Using machine learning to answer emails.
As you might already know, I absolutely love emails. When people Facebook message me about my website or about my conventions, I tell them to email. Why? Well because I need a written record in order to remember things!
Not everyone loves email as much as I do. In fact, there are some days I question my own love of email. Why would I love getting 100s of messages a day when each one comes with more work? I guess I just love being busy!
Email has now become the most-utilized communication method for business on earth — email is the reason for thousands of dollars of economic opportunity. Businesses of all sizes thrive on email.
Think about it — even large businesses that you will never interact with via email have email exchanges inside their office. While you’re not likely to email someone who works at LinkedIn, the employees are certainly emailing each other!
Many people spend a ton of energy on their emails every day, spending a huge chunk of their life examining, noting, and sifting through their emails.
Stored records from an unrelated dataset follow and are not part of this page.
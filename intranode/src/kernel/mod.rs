//! Device-side reduction kernels.
//!
//! Each kernel is written per block: the runtime invokes the block body once
//! for every block of the plan, and blocks with the same index on different
//! ranks pair up through the per-block signal counters.

mod mesh_relay;
mod sharded;
mod small_buffer;

use std::sync::Arc;
use std::time::{Duration, Instant};

use crate::device::DeviceRuntime;
use crate::error::{IntraNodeError, Result};
use crate::launch::LaunchPlan;
use crate::memory::{DeviceBuffer, OutputView};
use crate::sync::{Phase, PeerSyncState, acquire_until, release};
use crate::types::{AllReduceAlgo, Rank};

/// Everything a block needs to take part in one all-reduce.
pub(crate) struct KernelArgs<'a> {
    pub rank: usize,
    pub world_size: usize,
    pub plan: LaunchPlan,
    pub states: &'a [Arc<PeerSyncState>],
    pub buffers: &'a [Arc<DeviceBuffer>],
    pub output: OutputView<'a>,
    pub acquire_timeout: Option<Duration>,
}

impl KernelArgs<'_> {
    /// Start of the relay scratch half of every rank's buffer.
    pub fn scratch_offset(&self) -> usize {
        self.buffers[self.rank].capacity() / 2
    }

    /// Pairwise barrier between this block and the same block on `peers`.
    ///
    /// Releases to every peer before acquiring from any, so two ranks waiting
    /// on each other always make progress.
    pub fn barrier<I>(&self, block: usize, phase: Phase, peers: I) -> Result<()>
    where
        I: IntoIterator<Item = usize>,
        I::IntoIter: Clone,
    {
        let peers = peers.into_iter();
        for peer in peers.clone() {
            release(self.states[peer].signals(phase).slot(block, self.rank)?);
        }

        let deadline = self.acquire_timeout.map(|t| Instant::now() + t);
        let own = self.states[self.rank].signals(phase);
        for peer in peers {
            if !acquire_until(own.slot(block, peer)?, deadline) {
                tracing::warn!(
                    rank = self.rank,
                    peer,
                    block,
                    ?phase,
                    "peer did not signal before the acquire deadline"
                );
                return Err(IntraNodeError::AcquireTimeout {
                    rank: self.rank as Rank,
                    peer: peer as Rank,
                    block,
                    timeout_ms: self.acquire_timeout.map_or(0, |t| t.as_millis() as u64),
                });
            }
        }
        Ok(())
    }
}

/// Launch `algo` on this rank's device and wait for every block.
pub(crate) fn launch(
    runtime: &dyn DeviceRuntime,
    algo: AllReduceAlgo,
    args: &KernelArgs<'_>,
) -> Result<()> {
    let device = args.rank as u32;
    match algo {
        AllReduceAlgo::SmallBuffer => {
            runtime.launch(device, &args.plan, &|block| small_buffer::run_block(args, block))
        }
        AllReduceAlgo::Sharded => {
            runtime.launch(device, &args.plan, &|block| sharded::run_block(args, block))
        }
        AllReduceAlgo::MeshRelay => {
            runtime.launch(device, &args.plan, &|block| mesh_relay::run_block(args, block))
        }
        AllReduceAlgo::None => Err(IntraNodeError::NoAlgorithm),
    }
}
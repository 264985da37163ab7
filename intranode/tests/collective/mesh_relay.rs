use half::bf16;
use intranode::{AllReduceAlgo, TensorDesc, Topology};

use super::helpers::{cube_mesh, expected_sum, rank_input, run_ranks, test_config};

#[test]
fn test_mesh_mapping_before_reduction() {
    let comms = cube_mesh(test_config(1 << 20));
    let expected: [[u32; 4]; 8] = [
        [1, 2, 3, 4],
        [0, 3, 2, 5],
        [3, 0, 1, 6],
        [2, 1, 0, 7],
        [5, 6, 7, 0],
        [4, 7, 6, 1],
        [7, 4, 5, 2],
        [6, 5, 4, 3],
    ];
    for (comm, row) in comms.iter().zip(expected) {
        assert_eq!(comm.topology(), Topology::HybridCubeMesh);
        assert_eq!(comm.hcm_peers().unwrap().all(), row, "rank {}", comm.rank());
    }

    let outputs = run_ranks(&comms, |comm| {
        let mut data = rank_input(comm.rank(), 5000);
        let desc = TensorDesc::bf16(5000, comm.rank());
        assert_eq!(comm.select_algorithm(&desc).unwrap(), AllReduceAlgo::MeshRelay);
        comm.all_reduce(&desc, &mut data, AllReduceAlgo::MeshRelay)
            .unwrap();
        data
    });
    let expected = expected_sum(8, 5000);
    for out in outputs {
        assert_eq!(out, expected);
    }
}

#[test]
fn test_mesh_relay_declines_large_inputs() {
    let comms = cube_mesh(test_config(1 << 20));
    let desc = TensorDesc::bf16(200_000, 0);
    assert_eq!(comms[0].select_algorithm(&desc).unwrap(), AllReduceAlgo::None);
    let mut data = vec![bf16::ONE; 200_000];
    assert!(!comms[0].try_all_reduce(&desc, &mut data).unwrap());
    assert!(data.iter().all(|v| *v == bf16::ONE));
}

#[test]
fn test_mesh_relay_repeated_calls() {
    let comms = cube_mesh(test_config(1 << 20));
    let outputs = run_ranks(&comms, |comm| {
        (0..10usize)
            .map(|round| {
                let numel = 1 + round * 301;
                let mut data = rank_input(comm.rank(), numel);
                let desc = TensorDesc::bf16(numel, comm.rank());
                comm.all_reduce(&desc, &mut data, AllReduceAlgo::MeshRelay)
                    .unwrap();
                data
            })
            .collect::<Vec<_>>()
    });
    for rounds in outputs {
        for (round, out) in rounds.iter().enumerate() {
            assert_eq!(out, &expected_sum(8, 1 + round * 301), "round {round}");
        }
    }
}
In fact it is often a huge cause for stress for some people.
Businesses thrive on email.
- Ryan Kopf
According to McKinsey Global Institute, over 28 percent of essential business is done entirely by email, so answering email is essential. Email supports customers, structures business deals, and more. That all sounds like too much for a machine, right?
There is a term called ‘email overload,’ where you have a lot of information rambling into your inbox and you are fighting to remain caught up on all the messages. Important messages get buried. Non-priority emails get answered first.
Maybe AI or technology should be able to help with that, I thought. And of course it can, that’s why I made some software for email automation. OwlReply is something I built for my own conventions, and now others can use.
One researcher, Ahmed Hassan Awadallah, said “PC based insight and AI are moving business and people in a whole new direction”.
And today AI can be used for email. Today specialists have mined email data to make a dataset of key email factors, for example, the message length, the number of unanswered messages in an inbox, and whether a message was human or machine-made. This dataset helped setup an email learning model for answering emails.
The model can improve the ability of a computer to understand an email’s inner contents. For instance, email clients could (and now often do, in the case of Gmail) utilize such a model to remind clients about messages they have given up or even ignored, sparing them the exertion they would have spent looking for those messages and lessening the probability of missing important emails. In fact, Gmail is often doing this today with “bumps” of emails reminding you to reply.
Prediction Systems utilize a heuristics-based point of view with an algorithm that picks top words of reference, and gives them measured weight.
What’s that mean in plain English?
Important words are prioritized, and those emails are put on top of your inbox. That’s one way AI is already helping people answer email.
What OwlReply does is not quite “AI” but it is machine technology. OwlReply helps to create a small predictive model of not just keywords you have received before, but of which keywords you are likely to receive again. If people email your business about weddings during a certain season, you’re more likely to be suggested auto-responses for weddings. Same goes for any business.
Of course, the AI isn’t perfect and is still being worked on.
Our plan, one day, is to advance AI and machine learning so that it can help answer every email, but we’re currently focused on reducing the length of time taken in the preprocessing step. Pre-processing is currently time consuming and machine-expensive, and getting this to a more efficient state is key to answering emails before humans get tired of waiting and toss their email-ridden computers in the trash and go to the beach instead….
I might just see you on the beach instead ;)
Scholarly Citations:
Microsoft Research Blog about using machine learning to answer emails.
https://www.microsoft.com/en-us/research/blog/email-overload-using-machine-learning-to-manage-messages-commitments/
Wired Research about How Google answer your messages.